I had this grand idea of trying to write posts about prematurity for prematurity awareness month and upcoming day on Nov 17th.
How many have I done?
Only one and I am a bit mad at myself about that but life tends to get in the way of grand plans and ideas.
While reading another blog post about prematurity (thank you Urbanflowerpot), my brain started running amuck with something’s she posted about it.
My experience with prematurity is one of shattered dreams and one of dreams achieved. My previous post for this month talked about how I worried about miscarriages. I had gotten to a point in my mind that I wouldn’t become a mother, a dream I always had and something I thought I was meant to be.
I did become a mother finally, and I even did it twice! My body didn’t completely fail me like I was starting to believe would happen.
I achieved my dream.
However at the same time dreams were shattered during my first pregnancy that didn’t end in a loss.
There would be no getting really big and uncomfortable. I did make to the third trimester only a foot step into it.

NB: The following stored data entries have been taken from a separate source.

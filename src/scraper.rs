//! Web scraping module for content extraction.
//!
//! Uses reqwest for fetching and scraper for HTML parsing.

use reqwest::Client;
use scraper::{Html, Node};
use thiserror::Error;
use tracing::debug;
use url::Url;

/// Desktop browser User-Agent sent with every page request
pub const USER_AGENT: &str = "Mozilla/5.0 (Windows NT 10.0; Win64; x64) AppleWebKit/537.36";

/// Elements whose text must never reach the extracted content
const EXCLUDED_ELEMENTS: [&str; 2] = ["script", "style"];

/// Characters `str::splitlines`-style line splitting breaks on
const LINE_BREAKS: [char; 10] = [
    '\n', '\r', '\x0b', '\x0c', '\x1c', '\x1d', '\x1e', '\u{85}', '\u{2028}', '\u{2029}',
];

#[derive(Error, Debug)]
pub enum ScraperError {
    #[error("Error: Invalid URL format")]
    InvalidUrl(String),
    #[error("Error fetching website: {0}")]
    FetchError(#[from] reqwest::Error),
}

/// Create a configured HTTP client for scraping
pub fn create_client() -> Result<Client, ScraperError> {
    let client = Client::builder().user_agent(USER_AGENT).build()?;
    Ok(client)
}

/// Check that the URL has both a scheme and a host
pub fn validate_url(url: &str) -> Result<Url, ScraperError> {
    if !has_authority(url) {
        return Err(ScraperError::InvalidUrl(url.to_string()));
    }
    let parsed = Url::parse(url).map_err(|_| ScraperError::InvalidUrl(url.to_string()))?;
    if !parsed.has_host() {
        return Err(ScraperError::InvalidUrl(url.to_string()));
    }
    Ok(parsed)
}

/// Whether `scheme://` is followed by a non-empty authority.
///
/// `Url::parse` repairs `http:///path` and `http:path` into `http://path/`,
/// so the raw text is checked first.
fn has_authority(url: &str) -> bool {
    url.split_once(':')
        .and_then(|(_, rest)| rest.strip_prefix("//"))
        .is_some_and(|authority| !authority.is_empty() && !authority.starts_with(['/', '?', '#']))
}

/// Fetch a page and reduce it to newline-separated plain text.
///
/// The URL is validated before any request is made. Non-success statuses are
/// reported as fetch errors, and the text is returned uncapped.
pub async fn fetch_content(client: &Client, url: &str) -> Result<String, ScraperError> {
    let url = validate_url(url)?;

    debug!(%url, "fetching page");
    let response = client.get(url).send().await?.error_for_status()?;
    let html = response.text().await?;

    let text = extract_text(&html);
    debug!(chars = text.chars().count(), "extracted page text");
    Ok(text)
}

/// Extract visible text from an HTML document.
///
/// Every text node outside `<script>` and `<style>` contributes its lines; each
/// line is trimmed and blank lines are dropped.
pub fn extract_text(html: &str) -> String {
    let mut lines = Vec::new();
    collect_lines(&Html::parse_document(html), &mut lines);
    lines.join("\n")
}

fn collect_lines(document: &Html, lines: &mut Vec<String>) {
    for node in document.root_element().descendants() {
        let Some(text) = node.value().as_text() else {
            continue;
        };
        if node.ancestors().any(|ancestor| is_excluded(ancestor.value())) {
            continue;
        }
        // With scripting enabled, html5ever keeps <noscript> markup as raw text
        if node.parent().is_some_and(|parent| is_noscript(parent.value())) {
            collect_lines(&Html::parse_fragment(text), lines);
            continue;
        }
        lines.extend(
            text.split(LINE_BREAKS)
                .map(str::trim)
                .filter(|line| !line.is_empty())
                .map(str::to_string),
        );
    }
}

fn is_excluded(node: &Node) -> bool {
    node.as_element()
        .is_some_and(|element| EXCLUDED_ELEMENTS.contains(&element.name()))
}

fn is_noscript(node: &Node) -> bool {
    node.as_element()
        .is_some_and(|element| element.name() == "noscript")
}
//! Prompt construction for both backend styles.

use std::borrow::Cow;

use crate::backend::BackendKind;
use crate::history::{ChatMessage, ConversationHistory, HistoryEntry};

/// Fixed instruction that scopes the model to the page content
pub const SYSTEM_PROMPT: &str = "You are a helpful assistant that answers questions about a website's content. \
Use only the information provided in the website content to answer questions. \
If you cannot find relevant information in the content, say so.";

/// Maximum number of page characters sent to the model
pub const MAX_CONTENT_CHARS: usize = 3000;

/// Appended to the page text when it was cut at [`MAX_CONTENT_CHARS`]
pub const TRUNCATION_MARKER: &str = "... [Content truncated]";

/// Number of trailing history entries replayed to the stateless backend.
///
/// Counts stored entries, so with two entries per exchange this covers one and
/// a half exchanges.
pub const HISTORY_WINDOW: usize = 3;

/// The request body for one turn, in the shape the backend expects
#[derive(Debug, Clone, PartialEq, Eq)]
pub enum PromptPayload {
    /// Ordered messages for a stateless chat-completions call
    Messages(Vec<ChatMessage>),
    /// A single prompt string for a stateful chat session
    Text(String),
}

/// Cap page text at [`MAX_CONTENT_CHARS`] characters, marking any cut
pub fn truncate_content(content: &str) -> Cow<'_, str> {
    match content.char_indices().nth(MAX_CONTENT_CHARS) {
        Some((cut, _)) => Cow::Owned(format!("{}{}", &content[..cut], TRUNCATION_MARKER)),
        None => Cow::Borrowed(content),
    }
}

/// The user block carrying the page text and the question
pub fn content_block(content: &str, question: &str) -> String {
    format!(
        "Website content:\n{}\n\nUser question: {}",
        truncate_content(content),
        question
    )
}

/// Build the payload for one turn.
///
/// The stateless shape replays the last [`HISTORY_WINDOW`] stored entries after
/// the current question; the stateful shape carries no history because the
/// backend session remembers earlier turns itself.
pub fn build(
    content: &str,
    question: &str,
    history: &ConversationHistory,
    kind: BackendKind,
) -> PromptPayload {
    match kind {
        BackendKind::OpenAi => PromptPayload::Messages(build_messages(content, question, history)),
        BackendKind::Gemini => PromptPayload::Text(build_text(content, question)),
    }
}

fn build_messages(
    content: &str,
    question: &str,
    history: &ConversationHistory,
) -> Vec<ChatMessage> {
    let mut messages = vec![
        ChatMessage::system(SYSTEM_PROMPT),
        ChatMessage::user(content_block(content, question)),
    ];
    messages.extend(
        history
            .recent(HISTORY_WINDOW)
            .iter()
            .filter_map(HistoryEntry::as_message)
            .cloned(),
    );
    messages
}

fn build_text(content: &str, question: &str) -> String {
    format!("{}\n\n{}", SYSTEM_PROMPT, content_block(content, question))
}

Because we didn’t make it past 34 weeks and 1 day, there was no having my baby and then basking in the enjoyment of giving birth and holding my son while my husband was there too.
Rather I saw him for a few seconds before he was worked on in the back of the room and then sent off to the NICU with my husband following.

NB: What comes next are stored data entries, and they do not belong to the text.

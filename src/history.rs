//! Conversation history shared by both backends.
//!
//! The stateless backend stores one role-tagged message per entry, the stateful
//! backend stores one `{user, assistant}` exchange per entry. Entries are never
//! edited or removed.

use serde::Serialize;

#[derive(Debug, Clone, Copy, PartialEq, Eq, Serialize)]
#[serde(rename_all = "lowercase")]
pub enum Role {
    System,
    User,
    Assistant,
}

/// A role-tagged message in chat-completions shape
#[derive(Debug, Clone, PartialEq, Eq, Serialize)]
pub struct ChatMessage {
    pub role: Role,
    pub content: String,
}

impl ChatMessage {
    pub fn system(content: impl Into<String>) -> Self {
        Self {
            role: Role::System,
            content: content.into(),
        }
    }

    pub fn user(content: impl Into<String>) -> Self {
        Self {
            role: Role::User,
            content: content.into(),
        }
    }

    pub fn assistant(content: impl Into<String>) -> Self {
        Self {
            role: Role::Assistant,
            content: content.into(),
        }
    }
}

/// One stored entry of the conversation
#[derive(Debug, Clone, PartialEq, Eq)]
pub enum HistoryEntry {
    Message(ChatMessage),
    Exchange { user: String, assistant: String },
}

impl HistoryEntry {
    /// The role-tagged message, for entries recorded by the stateless backend
    pub fn as_message(&self) -> Option<&ChatMessage> {
        match self {
            HistoryEntry::Message(message) => Some(message),
            HistoryEntry::Exchange { .. } => None,
        }
    }
}

/// Append-only log of the conversation
#[derive(Debug, Clone, Default, PartialEq, Eq)]
pub struct ConversationHistory {
    entries: Vec<HistoryEntry>,
}

impl ConversationHistory {
    pub fn new() -> Self {
        Self::default()
    }

    pub fn push(&mut self, entry: HistoryEntry) {
        self.entries.push(entry);
    }

    pub fn entries(&self) -> &[HistoryEntry] {
        &self.entries
    }

    /// The last `n` stored entries, oldest first
    pub fn recent(&self, n: usize) -> &[HistoryEntry] {
        let start = self.entries.len().saturating_sub(n);
        &self.entries[start..]
    }

    pub fn len(&self) -> usize {
        self.entries.len()
    }

    pub fn is_empty(&self) -> bool {
        self.entries.is_empty()
    }
}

There would be no baby in my room with me.
Rather I would travel down to the 1st floor from the 4th floor and down a trail of hallways to visit him.
There would be no going home with him when I went home.
Rather for three weeks, we would travel to the visit him. We would learn to change diapers in isolettes. We be asked if we wanted to help with his cares. We would wait for word about going home but only after passing a car seat test.
Finally our dream was achieved of bringing our baby home.
Eventually I would learn that we were having another baby.
Many fears, emotions, etc welled up within me. I had fears of going full term, wondering what it would be like, etc. I was also so excited at the possibility.
To try and have that dream with baby #2 come to true. We had to go through a lot, shots, doctors visits to the point I felt like I should just move into the clinic, ultrasounds (no complaints actually about those, I could never complain about seeing the peanut so much), etc.
Crazy thing with baby #2, after suffering my miscarriages I wanted to experience morning sickness, just to know things were o.k. Oh lord, did I have it with this baby.
I was hopeful we were going to make it to term until that day, 21 weeks along, I was sent downtown filled with fear and worry.
Baby was fine but things got real with this pregnancy.
Little goals like make it to 24 weeks as if the hospital wouldn’t do anything before that
Hopefully make it to 30 weeks.
First dream met, we made it to 24 weeks!
Then at 26 weeks and 3 days, the make it to 30 weeks dream was shattered. However the dream of becoming a mother again was met.
The dream of seeing him at least for a moment was gone. I saw him in a quick moment as the doctor passed him to the scrubs huddled in the corners of the small room. I wouldn’t see him until 2am in the morning. That was the longest 3 hours of my life.
The dream of holding him wouldn’t be met for 3 weeks. I would be able lightly touch him through the little hold of his isolette.
The dream of my older son meeting his brother would take 97 days to be achieved (unless you count the day they saw each other through a window).
The dream of seeing my son along side of my husband would only happen a few times as we usually had to take turns seeing Sam while the other hung out with Sebastian in the family room.
There were still no going home with my baby.
There were be drives to and from the hospital. There was hopes we would get him a little closer to home which eventually happened.
As with our first son, we would learn to change diapers in isolettes. We be asked if we wanted to help with his cares. We would wait for word about going home but only after passing a car seat test. However with Sam, we wondered would he go home on oxygen as he battled that and how would we deal with oxygen, cats and a 1 year old.
After he was finally home and the family together, it was decided we were complete.
So now there will not be chance to maybe make it full term. I will always wonder what it is like and will always feel like an outsider among those I know were are pregnant/were pregnant and made it to that epic moment.
I will never really understand the idea of of someone saying a 7 pound baby is tiny.
In the end, I am happy my dreams of having children were achieved but crushed that my dreams of a complete pregnancy will never happen.
Prematurity is a dream crusher that is for sure.